> **Activity**:
The reply should hold every record, copied exactly.

· · · · · · ·

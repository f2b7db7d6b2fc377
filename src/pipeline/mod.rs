//! Pipeline stages for image-to-areas analysis.
//!
//! Each submodule implements exactly one transformation step, so each is
//! independently testable.
//!
//! ## Data Flow
//!
//! ```text
//! input ──▶ segment ──▶ encode ──▶ classify ──▶ parse ──▶ normalize
//! (bytes)   (blocks)    (JPEG)     (model)      (JSON)    (areas)
//! ```
//!
//! 1. [`input`]     — resolve a path or URL to validated PNG/JPEG bytes and
//!    optionally prepare them (max 1200 px wide, JPEG)
//! 2. [`segment`]   — split the image into horizontal `flat`/`slice` blocks;
//!    runs in `spawn_blocking`
//! 3. [`encode`]    — crop a band to base64 JPEG for the vision request
//! 4. [`classify`]  — one model call per flat block with timeout, retry and
//!    spacer fallback; the only stage with network I/O
//! 5. [`parse`]     — tolerant extraction of JSON from model answers
//! 6. [`normalize`] — clamp, default styles, merge adjacent text

pub mod classify;
pub mod encode;
pub mod input;
pub mod normalize;
pub mod parse;
pub mod segment;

· · · · · · ·

> **Written response**:
repository f2b7db7d6b2fc377
filename src/pipeline/mod.rs
//! Pipeline stages for image-to-areas analysis.
//!
//! Each submodule implements exactly one transformation step, so each is
//! independently testable.
//!
//! ## Data Flow
//!
//! ```text
//! input ──▶ segment ──▶ encode ──▶ classify ──▶ parse ──▶ normalize
//! (bytes)   (blocks)    (JPEG)     (model)      (JSON)    (areas)
//! ```
//!
//! 1. [`input`]     — resolve a path or URL to validated PNG/JPEG bytes and
//!    optionally prepare them (max 1200 px wide, JPEG)
//! 2. [`segment`]   — split the image into horizontal `flat`/`slice` blocks;
//!    runs in `spawn_blocking`
//! 3. [`encode`]    — crop a band to base64 JPEG for the vision request
//! 4. [`classify`]  — one model call per flat block with timeout, retry and
//!    spacer fallback; the only stage with network I/O
//! 5. [`parse`]     — tolerant extraction of JSON from model answers
//! 6. [`normalize`] — clamp, default styles, merge adjacent text

pub mod classify;
pub mod encode;
pub mod input;
pub mod normalize;
pub mod parse;
pub mod segment;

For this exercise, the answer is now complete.